E&P Capital analyst Entcho Raykovski said the figure beat analyst expectations by 22 per cent, primarily due to cost savings from the sacking of one in 20 staff.

Chief financial officer Susan Panuccio flagged job losses are expected to exceed the five per cent target.

Digital accounted for more than half of News Corp’s revenues for the full year as the company seeks to make fuller use of generative AI to create new revenue streams and cut costs.

The group’s book publishing arm recorded a 13 per cent decline in revenues for the quarter as book sales slumped.

Inflationary pressures, inventory issues at Amazon and a reset in the book market following a pandemic-related boom weighed down the sector.

Digital real estate platform REA Group suffered a decline in Australian residential revenue as listings fell, most notably in Sydney and Melbourne, as well as a drop in financial services revenues from lower settlement activity.

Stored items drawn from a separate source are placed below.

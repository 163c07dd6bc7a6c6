use waxseal_core::{Nonce, NONCE_LEN};
use waxseal_crypto::Signer;

fn read_vector(name: &str) -> Vec<u8> {
    let path = format!("{}/tests/vectors/{name}", env!("CARGO_MANIFEST_DIR"));
    let hex_text = std::fs::read_to_string(path).expect("vector file must exist");
    hex::decode(hex_text.trim()).expect("vector file must hold valid hex")
}

fn ramp_key() -> [u8; 32] {
    let mut key = [0_u8; 32];
    for (i, b) in key.iter_mut().enumerate() {
        *b = i as u8;
    }
    key
}

fn ramp_nonce() -> [u8; NONCE_LEN] {
    let mut nonce = [0_u8; NONCE_LEN];
    for (i, b) in nonce.iter_mut().enumerate() {
        *b = 0xA0 + i as u8;
    }
    nonce
}

#[test]
fn golden_zero_key_hello_token_matches() {
    let signer = Signer::new(&[0_u8; 32]).expect("key should be accepted");
    let token = signer
        .sign(b"hello", Nonce::Explicit([0_u8; NONCE_LEN]))
        .expect("sign should succeed");

    let expected = read_vector("token_zero_key_hello.hex");
    assert_eq!(
        hex::encode(token.as_bytes()),
        hex::encode(&expected),
        "update tests/vectors/token_zero_key_hello.hex on a deliberate format change"
    );
}

#[test]
fn golden_ramp_key_ticket_token_matches() {
    let signer = Signer::new(&ramp_key()).expect("key should be accepted");
    let token = signer
        .sign(b"signed capability ticket", Nonce::Explicit(ramp_nonce()))
        .expect("sign should succeed");

    let expected = read_vector("token_ramp_key_ticket.hex");
    assert_eq!(hex::encode(token.as_bytes()), hex::encode(&expected));
}

#[test]
fn golden_tokens_verify_back_to_their_messages() {
    let zero = Signer::new(&[0_u8; 32]).expect("key should be accepted");
    assert_eq!(
        zero.verify(&read_vector("token_zero_key_hello.hex"))
            .expect("golden token should verify"),
        b"hello"
    );

    let ramp = Signer::new(&ramp_key()).expect("key should be accepted");
    assert_eq!(
        ramp.verify(&read_vector("token_ramp_key_ticket.hex"))
            .expect("golden token should verify"),
        b"signed capability ticket"
    );
}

Weakness elsewhere was partially offset by Wall Street Journal publisher Dow Jones, which posted its highest profitability since its 2007 take over.

Dow Jones was the highest contributor to profits across the group, bolstered by the acquisition of financial services platforms OPIS and CMA and double-digit growth in its risk and compliance products.

The subscription video service and news media segments also grew, when excluding currency impacts, as streaming services Binge and Kayo drove a five per cent uplift in subscriber numbers.

Mr Thomson left the door ajar for a potential Foxtel spin-off after plans to float the pay TV service were put on hold in 2022.

“We can’t comment specifically about an IPO but what I can say with absolute certainty is that the success we’ve had with Foxtel has given us absolutely the option of optionality,” he said.

He repeated calls for the release of Wall Street Journal reporter Evan Gershkovich, “unjustly incarcerated by Russia for being a journalist seeking facts, seeking the truth”.